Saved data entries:
+ + +
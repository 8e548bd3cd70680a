//! Playback state machine
//!
//! Pure navigation state over a precomputed run: which step is current, how
//! many there are, whether auto-advance is on and at what speed. The timer
//! that drives auto-advance lives in [`crate::timer`]; this module only
//! decides what a step or a tick means.
//!
//! Copyright (c) 2025 Mohammad Atashi <mohammadaliatashi@icloud.com>

use std::fmt;
use std::str::FromStr;
use std::time::Duration;

use serde::{Deserialize, Serialize};

/// Auto-advance speed
#[derive(Debug, Clone, Copy, PartialEq, Eq, Hash, Default, Serialize, Deserialize)]
#[serde(rename_all = "lowercase")]
pub enum Speed {
    Fast,
    #[default]
    Medium,
    Slow,
}

impl Speed {
    /// Time between two automatic steps
    pub fn period(self) -> Duration {
        match self {
            Speed::Fast => Duration::from_millis(300),
            Speed::Medium => Duration::from_millis(500),
            Speed::Slow => Duration::from_millis(1000),
        }
    }

    pub fn as_str(self) -> &'static str {
        match self {
            Speed::Fast => "fast",
            Speed::Medium => "medium",
            Speed::Slow => "slow",
        }
    }
}

impl fmt::Display for Speed {
    fn fmt(&self, f: &mut fmt::Formatter<'_>) -> fmt::Result {
        f.write_str(self.as_str())
    }
}

/// Unknown speed name
#[derive(Debug, Clone, PartialEq, Eq, thiserror::Error)]
#[error("unknown speed '{0}' (expected fast, medium or slow)")]
pub struct ParseSpeedError(String);

impl FromStr for Speed {
    type Err = ParseSpeedError;

    fn from_str(s: &str) -> Result<Self, Self::Err> {
        match s.trim().to_ascii_lowercase().as_str() {
            "fast" => Ok(Speed::Fast),
            "medium" => Ok(Speed::Medium),
            "slow" => Ok(Speed::Slow),
            other => Err(ParseSpeedError(other.to_string())),
        }
    }
}

/// Coarse playback phase
#[derive(Debug, Clone, Copy, PartialEq, Eq)]
pub enum PlaybackPhase {
    /// No results loaded
    Idle,
    /// Results loaded, not auto-advancing
    Ready,
    /// Auto-advancing on the timer
    Playing,
}

/// What a timer tick did
#[derive(Debug, Clone, Copy, PartialEq, Eq)]
pub enum TickOutcome {
    /// Moved to the next step
    Advanced,
    /// Already at the last step; playback stopped
    Finished,
    /// Not playing; nothing happened
    Ignored,
}

/// Navigation state over the loaded steps
#[derive(Debug, Clone, PartialEq, Eq)]
pub struct PlaybackState {
    loaded: bool,
    current_step: usize,
    total_steps: usize,
    playing: bool,
    speed: Speed,
}

impl Default for PlaybackState {
    fn default() -> Self {
        Self::new(Speed::default())
    }
}

impl PlaybackState {
    pub fn new(speed: Speed) -> Self {
        Self {
            loaded: false,
            current_step: 0,
            total_steps: 0,
            playing: false,
            speed,
        }
    }

    /// Enter `Ready` on a fresh result: step 0, not playing
    pub fn load(&mut self, total_steps: usize) {
        self.loaded = true;
        self.total_steps = total_steps;
        self.current_step = 0;
        self.playing = false;
    }

    pub fn phase(&self) -> PlaybackPhase {
        match (self.loaded, self.playing) {
            (false, _) => PlaybackPhase::Idle,
            (true, false) => PlaybackPhase::Ready,
            (true, true) => PlaybackPhase::Playing,
        }
    }

    pub fn is_loaded(&self) -> bool {
        self.loaded
    }

    pub fn current_step(&self) -> usize {
        self.current_step
    }

    pub fn total_steps(&self) -> usize {
        self.total_steps
    }

    pub fn is_playing(&self) -> bool {
        self.playing
    }

    pub fn speed(&self) -> Speed {
        self.speed
    }

    pub fn set_speed(&mut self, speed: Speed) {
        self.speed = speed;
    }

    /// Index of the last step, if there is one
    pub fn last_step(&self) -> Option<usize> {
        self.total_steps.checked_sub(1)
    }

    /// Whether the "previous" control is enabled
    pub fn can_step_back(&self) -> bool {
        self.loaded && self.current_step > 0
    }

    /// Whether the "next" control is enabled
    pub fn can_step_forward(&self) -> bool {
        self.loaded && self.last_step().is_some_and(|last| self.current_step < last)
    }

    /// Move by `delta`. Targets outside `[0, total_steps - 1]` are rejected
    /// and leave the state untouched.
    pub fn change_step(&mut self, delta: isize) -> bool {
        if !self.loaded {
            return false;
        }
        let Some(target) = self.current_step.checked_add_signed(delta) else {
            return false;
        };
        if target >= self.total_steps {
            return false;
        }
        self.current_step = target;
        true
    }

    /// `Ready -> Playing`. Returns false when nothing is loaded or already playing.
    pub fn start(&mut self) -> bool {
        if !self.loaded || self.playing {
            return false;
        }
        self.playing = true;
        true
    }

    /// `Playing -> Ready`. Returns false when not playing.
    pub fn stop(&mut self) -> bool {
        std::mem::replace(&mut self.playing, false)
    }

    /// Apply one timer tick
    pub fn tick(&mut self) -> TickOutcome {
        if !self.playing {
            return TickOutcome::Ignored;
        }
        if self.can_step_forward() && self.change_step(1) {
            TickOutcome::Advanced
        } else {
            self.playing = false;
            TickOutcome::Finished
        }
    }

    /// 1-based label such as `3 / 8`
    pub fn position_label(&self) -> String {
        if self.total_steps == 0 {
            "0 / 0".to_string()
        } else {
            format!("{} / {}", self.current_step + 1, self.total_steps)
        }
    }
}

#[cfg(test)]
mod tests {
    use super::*;

    fn loaded(total: usize) -> PlaybackState {
        let mut state = PlaybackState::default();
        state.load(total);
        state
    }

    #[test]
    fn test_speed_periods() {
        assert_eq!(Speed::Fast.period(), Duration::from_millis(300));
        assert_eq!(Speed::Medium.period(), Duration::from_millis(500));
        assert_eq!(Speed::Slow.period(), Duration::from_millis(1000));
        assert_eq!("SLOW".parse::<Speed>().unwrap(), Speed::Slow);
        assert!("warp".parse::<Speed>().is_err());
    }

    #[test]
    fn test_idle_rejects_everything() {
        let mut state = PlaybackState::default();
        assert_eq!(state.phase(), PlaybackPhase::Idle);
        assert!(!state.change_step(1));
        assert!(!state.start());
        assert!(!state.can_step_back());
        assert!(!state.can_step_forward());
        assert_eq!(state.tick(), TickOutcome::Ignored);
    }

    #[test]
    fn test_load_enters_ready_at_zero() {
        let mut state = loaded(8);
        state.change_step(3);
        state.start();
        state.load(5);
        assert_eq!(state.phase(), PlaybackPhase::Ready);
        assert_eq!(state.current_step(), 0);
        assert_eq!(state.total_steps(), 5);
    }

    #[test]
    fn test_controls_disabled_at_bounds() {
        let n = 8;
        let mut state = loaded(n);
        for index in 0..n {
            assert_eq!(state.current_step(), index);
            assert_eq!(!state.can_step_back(), index == 0);
            assert_eq!(!state.can_step_forward(), index == n - 1);
            state.change_step(1);
        }
    }

    #[test]
    fn test_change_step_never_leaves_range() {
        let mut state = loaded(4);
        assert!(!state.change_step(-1));
        assert_eq!(state.current_step(), 0);
        assert!(state.change_step(3));
        assert!(!state.change_step(1));
        assert_eq!(state.current_step(), 3);
        assert!(!state.change_step(isize::MIN));
        assert!(!state.change_step(isize::MAX));
        assert!(state.change_step(-2));
        assert_eq!(state.current_step(), 1);
    }

    #[test]
    fn test_single_and_empty_runs() {
        let mut state = loaded(1);
        assert!(!state.can_step_back());
        assert!(!state.can_step_forward());
        assert_eq!(state.position_label(), "1 / 1");

        let mut empty = loaded(0);
        assert!(!empty.change_step(0));
        assert_eq!(empty.position_label(), "0 / 0");
        assert!(empty.start());
        assert_eq!(empty.tick(), TickOutcome::Finished);
        assert!(state.start());
        assert_eq!(state.tick(), TickOutcome::Finished);
    }

    #[test]
    fn test_tick_runs_to_end_then_stops() {
        let mut state = loaded(3);
        assert!(state.start());
        assert!(!state.start());
        assert_eq!(state.tick(), TickOutcome::Advanced);
        assert_eq!(state.tick(), TickOutcome::Advanced);
        assert_eq!(state.current_step(), 2);
        assert_eq!(state.tick(), TickOutcome::Finished);
        assert_eq!(state.phase(), PlaybackPhase::Ready);
        assert_eq!(state.tick(), TickOutcome::Ignored);
    }

    #[test]
    fn test_speed_change_keeps_position() {
        let mut state = loaded(6);
        state.change_step(4);
        state.start();
        state.set_speed(Speed::Fast);
        assert_eq!(state.current_step(), 4);
        assert!(state.is_playing());
        assert!(state.stop());
        assert!(!state.stop());
    }
}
+ + +
-- Work request --
Starting at the line that contains "if !self.loaded ||" and stopping after the line that contains "#[cfg(test)]", write out every line exactly as it appears above, and no other line.

-- Solution for this exercise --
        if !self.loaded || self.playing {
            return false;
        }
        self.playing = true;
        true
    }

    /// `Playing -> Ready`. Returns false when not playing.
    pub fn stop(&mut self) -> bool {
        std::mem::replace(&mut self.playing, false)
    }

    /// Apply one timer tick
    pub fn tick(&mut self) -> TickOutcome {
        if !self.playing {
            return TickOutcome::Ignored;
        }
        if self.can_step_forward() && self.change_step(1) {
            TickOutcome::Advanced
        } else {
            self.playing = false;
            TickOutcome::Finished
        }
    }

    /// 1-based label such as `3 / 8`
    pub fn position_label(&self) -> String {
        if self.total_steps == 0 {
            "0 / 0".to_string()
        } else {
            format!("{} / {}", self.current_step + 1, self.total_steps)
        }
    }
}

#[cfg(test)]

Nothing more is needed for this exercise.